Task brief:
Your answer should be an exact copy of the lines from the start of the entries to the line containing "const MAX_SUGGESTIONS: usize = 20;", both included.

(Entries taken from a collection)
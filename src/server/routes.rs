use crate::core::facets::{parse_facet_path, FacetRoute, PlanFilters, LISTING_ROOT};
use crate::core::plan_filter::{self, FacetCounts, PlanPage};
use crate::core::search::{AreaGroup, SearchResult, Suggestion, DEFAULT_SUGGESTIONS};
use crate::core::tdsp;
use crate::core::zip_mapper::validate_zip;
use crate::domain::model::{City, EsiidRecord, RateEstimate, TdspCode, TdspInfo, ZipCodeMapping};
use crate::server::response::{respond, Meta, RequestId};
use crate::server::state::AppState;
use crate::utils::error::{AppError, Result};
use crate::utils::validation::{sanitize_address, validate_limit};
use axum::extract::rejection::JsonRejection;
use axum::extract::{Query, State};
use axum::response::Response;
use axum::Json;
use serde::{Deserialize, Serialize};
use std::collections::HashMap;
use std::sync::Arc;

type Params = Query<HashMap<String, String>>;

const DEFAULT_SEARCH_LIMIT: usize = 10;
const MAX_SEARCH_LIMIT: usize = 50;
const MAX_SUGGESTIONS: usize = 20;

fn required<'a>(params: &'a HashMap<String, String>, field: &str) -> Result<&'a str> {
    params
        .get(field)
        .map(|v| v.trim())
        .filter(|v| !v.is_empty())
        .ok_or_else(|| AppError::validation(field, "is required"))
}

fn limit_param(params: &HashMap<String, String>, default: usize, max: usize) -> Result<usize> {
    let raw = match params.get("limit").map(|v| v.trim()).filter(|v| !v.is_empty()) {
        Some(value) => Some(
            value
                .parse::<usize>()
                .map_err(|_| AppError::validation("limit", "must be a number"))?,
        ),
        None => None,
    };
    validate_limit("limit", raw, default, max)
}

fn body<T>(payload: std::result::Result<Json<T>, JsonRejection>) -> Result<T> {
    payload
        .map(|Json(value)| value)
        .map_err(|rejection| AppError::validation("body", rejection.body_text()))
}

#[derive(Debug, Serialize)]
pub struct Health {
    status: &'static str,
    version: &'static str,
    uptime_secs: u64,
    zip_entries: usize,
    cities: usize,
    pricing_configured: bool,
    territory_configured: bool,
    esiid_configured: bool,
}

pub async fn health(State(state): State<Arc<AppState>>, rid: RequestId) -> Response {
    let health = Health {
        status: "ok",
        version: env!("CARGO_PKG_VERSION"),
        uptime_secs: state.started_at.elapsed().as_secs(),
        zip_entries: state.mapper.len(),
        cities: state.index.cities().len(),
        pricing_configured: state.plans.is_some(),
        territory_configured: state.territory.is_some(),
        esiid_configured: state.esiid.is_some(),
    };
    respond(Ok(health), Meta::new(&rid))
}

pub async fn search(State(state): State<Arc<AppState>>, rid: RequestId, Query(params): Params) -> Response {
    let result = (|| -> Result<Vec<SearchResult>> {
        let q = required(&params, "q")?;
        let limit = limit_param(&params, DEFAULT_SEARCH_LIMIT, MAX_SEARCH_LIMIT)?;
        state.index.search(&state.mapper, q, limit)
    })();
    let count = result.as_ref().map(Vec::len).unwrap_or(0);
    respond(result, Meta::new(&rid).with("count", count))
}

pub async fn autocomplete(State(state): State<Arc<AppState>>, rid: RequestId, Query(params): Params) -> Response {
    let result = (|| -> Result<Vec<Suggestion>> {
        let q = required(&params, "q")?;
        let limit = limit_param(&params, DEFAULT_SUGGESTIONS, MAX_SUGGESTIONS)?;
        state.index.autocomplete(q, limit)
    })();
    respond(result, Meta::new(&rid))
}

#[derive(Debug, Deserialize)]
pub struct ZipRequest {
    zip: Option<String>,
}

#[derive(Debug, Serialize)]
pub struct ZipValidation {
    #[serde(flatten)]
    mapping: ZipCodeMapping,
    requires_address: bool,
    #[serde(skip_serializing_if = "Option::is_none")]
    tdsp_name: Option<&'static str>,
    #[serde(skip_serializing_if = "Option::is_none")]
    redirect_url: Option<String>,
    message: String,
}

async fn validate_zip_for(state: &AppState, zip: Option<&str>) -> Result<ZipValidation> {
    let zip = zip
        .map(str::trim)
        .filter(|z| !z.is_empty())
        .ok_or_else(|| AppError::validation("zip", "is required"))?;
    let mut mapping = state.mapper.resolve(zip)?;
    if let Some(territory) = &state.territory {
        mapping = state.mapper.verify(mapping, territory.as_ref()).await;
    }

    let requires_address = mapping.requires_address();
    let redirect_url = match (&mapping.city_slug, mapping.deregulated, requires_address) {
        (Some(slug), true, false) => Some(format!("{}/{}", LISTING_ROOT, slug)),
        _ => None,
    };
    let message = match (&mapping.tdsp, &mapping.utility) {
        _ if requires_address => {
            "This ZIP code is served by more than one utility. Enter your address to continue.".to_string()
        }
        (Some(code), _) if mapping.deregulated => {
            format!("Retail choice is available. Lines are maintained by {}.", tdsp::info(*code).name)
        }
        (_, Some(utility)) => {
            format!("This area is served by {}, which does not offer retail choice.", utility)
        }
        _ => "We could not determine the utility for this ZIP code.".to_string(),
    };

    Ok(ZipValidation {
        tdsp_name: mapping.tdsp.map(|c| tdsp::info(c).name),
        requires_address,
        redirect_url,
        message,
        mapping,
    })
}

pub async fn zip_validate_get(State(state): State<Arc<AppState>>, rid: RequestId, Query(params): Params) -> Response {
    let result = validate_zip_for(&state, params.get("zip").map(String::as_str)).await;
    respond(result, Meta::new(&rid))
}

pub async fn zip_validate_post(
    State(state): State<Arc<AppState>>,
    rid: RequestId,
    payload: std::result::Result<Json<ZipRequest>, JsonRejection>,
) -> Response {
    let result = match body(payload) {
        Ok(request) => validate_zip_for(&state, request.zip.as_deref()).await,
        Err(e) => Err(e),
    };
    respond(result, Meta::new(&rid))
}

#[derive(Debug, Serialize)]
pub struct PlanList {
    tdsp: TdspCode,
    #[serde(flatten)]
    page: PlanPage,
    facets: FacetCounts,
    #[serde(skip_serializing_if = "Option::is_none")]
    estimate: Option<RateEstimate>,
}

fn empty_page(filters: &PlanFilters) -> PlanPage {
    PlanPage {
        plans: Vec::new(),
        total: 0,
        page: filters.page,
        limit: filters.limit,
        total_pages: 0,
    }
}

/// ZIP wins over an explicit `tdsp` when both are given.
fn target_tdsp(state: &AppState, params: &HashMap<String, String>) -> Result<(TdspCode, Option<ZipCodeMapping>)> {
    if let Some(zip) = params.get("zip").map(|z| z.trim()).filter(|z| !z.is_empty()) {
        let mapping = state.mapper.resolve(zip)?;
        return match (mapping.tdsp, mapping.deregulated) {
            (Some(code), true) => Ok((code, Some(mapping))),
            _ => Err(AppError::validation(
                "zip",
                match &mapping.utility {
                    Some(utility) => format!("{} is served by {} and has no retail choice", mapping.zip, utility),
                    None => format!("no competitive utility is known for {}", mapping.zip),
                },
            )),
        };
    }
    let code = required(params, "tdsp")
        .map_err(|_| AppError::validation("zip", "zip or tdsp is required"))?
        .parse::<TdspCode>()?;
    Ok((code, None))
}

pub async fn plans_list(State(state): State<Arc<AppState>>, rid: RequestId, Query(params): Params) -> Response {
    let mut meta = Meta::new(&rid);
    let (code, mapping, filters) = match target_tdsp(&state, &params)
        .and_then(|(code, mapping)| Ok((code, mapping, PlanFilters::from_query(&params)?)))
    {
        Ok(target) => target,
        Err(e) => return respond::<()>(Err(e), meta),
    };
    meta = meta
        .with("tdsp", code)
        .with("usage_kwh", filters.usage_kwh)
        .with(
            "requires_address",
            mapping.as_ref().is_some_and(ZipCodeMapping::requires_address),
        );

    let fetched = match &state.plans {
        Some(source) => state
            .plan_cache
            .get_or_fetch(code, source.as_ref())
            .await
            .map_err(|e| {
                tracing::warn!("⚠️ Pricing API unavailable for {}, serving estimate: {}", code, e);
            })
            .ok(),
        None => None,
    };

    let list = match fetched {
        Some((plans, status)) => {
            meta = meta.with("source", status.as_str());
            PlanList {
                tdsp: code,
                page: plan_filter::apply(&plans, &filters),
                facets: plan_filter::facet_counts(&plans),
                estimate: None,
            }
        }
        None => {
            meta = meta.with("source", "fallback");
            PlanList {
                tdsp: code,
                page: empty_page(&filters),
                facets: FacetCounts::default(),
                estimate: Some(tdsp::fallback_estimate(code, filters.usage_kwh)),
            }
        }
    };
    respond(Ok(list), meta)
}

#[derive(Debug, Serialize)]
pub struct FacetResolution {
    city: City,
    #[serde(flatten)]
    route: FacetRoute,
}

pub async fn plans_facets(State(state): State<Arc<AppState>>, rid: RequestId, Query(params): Params) -> Response {
    let result = (|| -> Result<FacetResolution> {
        let route = parse_facet_path(required(&params, "path")?)?;
        let city = state
            .index
            .city_by_slug(&route.city_slug)
            .filter(|c| c.deregulated)
            .cloned()
            .ok_or_else(|| AppError::NotFound {
                message: format!("No plan listings for '{}'", route.city_slug),
            })?;
        Ok(FacetResolution { city, route })
    })();
    respond(result, Meta::new(&rid))
}

pub async fn deregulated_areas(State(state): State<Arc<AppState>>, rid: RequestId, Query(params): Params) -> Response {
    let result = (|| -> Result<Vec<AreaGroup>> {
        let filter = match params.get("tdsp").map(|t| t.trim()).filter(|t| !t.is_empty()) {
            Some(value) => Some(value.parse::<TdspCode>()?),
            None => None,
        };
        Ok(state.index.deregulated_areas(filter))
    })();
    respond(result, Meta::new(&rid))
}

#[derive(Debug, Deserialize)]
pub struct EsiidRequest {
    address: Option<String>,
    zip: Option<String>,
}

#[derive(Debug, Serialize)]
pub struct EsiidMatches {
    zip: String,
    count: usize,
    candidates: Vec<EsiidRecord>,
}

async fn lookup_esiid(state: &AppState, request: EsiidRequest) -> Result<EsiidMatches> {
    let address = sanitize_address(request.address.as_deref().unwrap_or_default())?;
    let zip = validate_zip(
        request
            .zip
            .as_deref()
            .ok_or_else(|| AppError::validation("zip", "is required"))?,
    )?;
    let client = state.esiid.as_ref().ok_or_else(|| AppError::NotConfigured {
        service: "ESIID lookup".to_string(),
    })?;
    let candidates = client.lookup(&address, &zip).await?;
    Ok(EsiidMatches {
        zip,
        count: candidates.len(),
        candidates,
    })
}

pub async fn esiid_lookup(
    State(state): State<Arc<AppState>>,
    rid: RequestId,
    payload: std::result::Result<Json<EsiidRequest>, JsonRejection>,
) -> Response {
    let result = match body(payload) {
        Ok(request) => lookup_esiid(&state, request).await,
        Err(e) => Err(e),
    };
    respond(result, Meta::new(&rid))
}

pub async fn tdsp_registry(rid: RequestId) -> Response {
    let registry: &[TdspInfo] = tdsp::registry();
    respond(Ok(registry), Meta::new(&rid))
}

pub async fn not_found(rid: RequestId, uri: axum::http::Uri) -> Response {
    respond::<()>(
        Err(AppError::NotFound {
            message: format!("No route for {}", uri.path()),
        }),
        Meta::new(&rid),
    )
}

Finished exercise:
filename src/server/routes.rs
use crate::core::facets::{parse_facet_path, FacetRoute, PlanFilters, LISTING_ROOT};
use crate::core::plan_filter::{self, FacetCounts, PlanPage};
use crate::core::search::{AreaGroup, SearchResult, Suggestion, DEFAULT_SUGGESTIONS};
use crate::core::tdsp;
use crate::core::zip_mapper::validate_zip;
use crate::domain::model::{City, EsiidRecord, RateEstimate, TdspCode, TdspInfo, ZipCodeMapping};
use crate::server::response::{respond, Meta, RequestId};
use crate::server::state::AppState;
use crate::utils::error::{AppError, Result};
use crate::utils::validation::{sanitize_address, validate_limit};
use axum::extract::rejection::JsonRejection;
use axum::extract::{Query, State};
use axum::response::Response;
use axum::Json;
use serde::{Deserialize, Serialize};
use std::collections::HashMap;
use std::sync::Arc;

type Params = Query<HashMap<String, String>>;

const DEFAULT_SEARCH_LIMIT: usize = 10;
const MAX_SEARCH_LIMIT: usize = 50;
const MAX_SUGGESTIONS: usize = 20;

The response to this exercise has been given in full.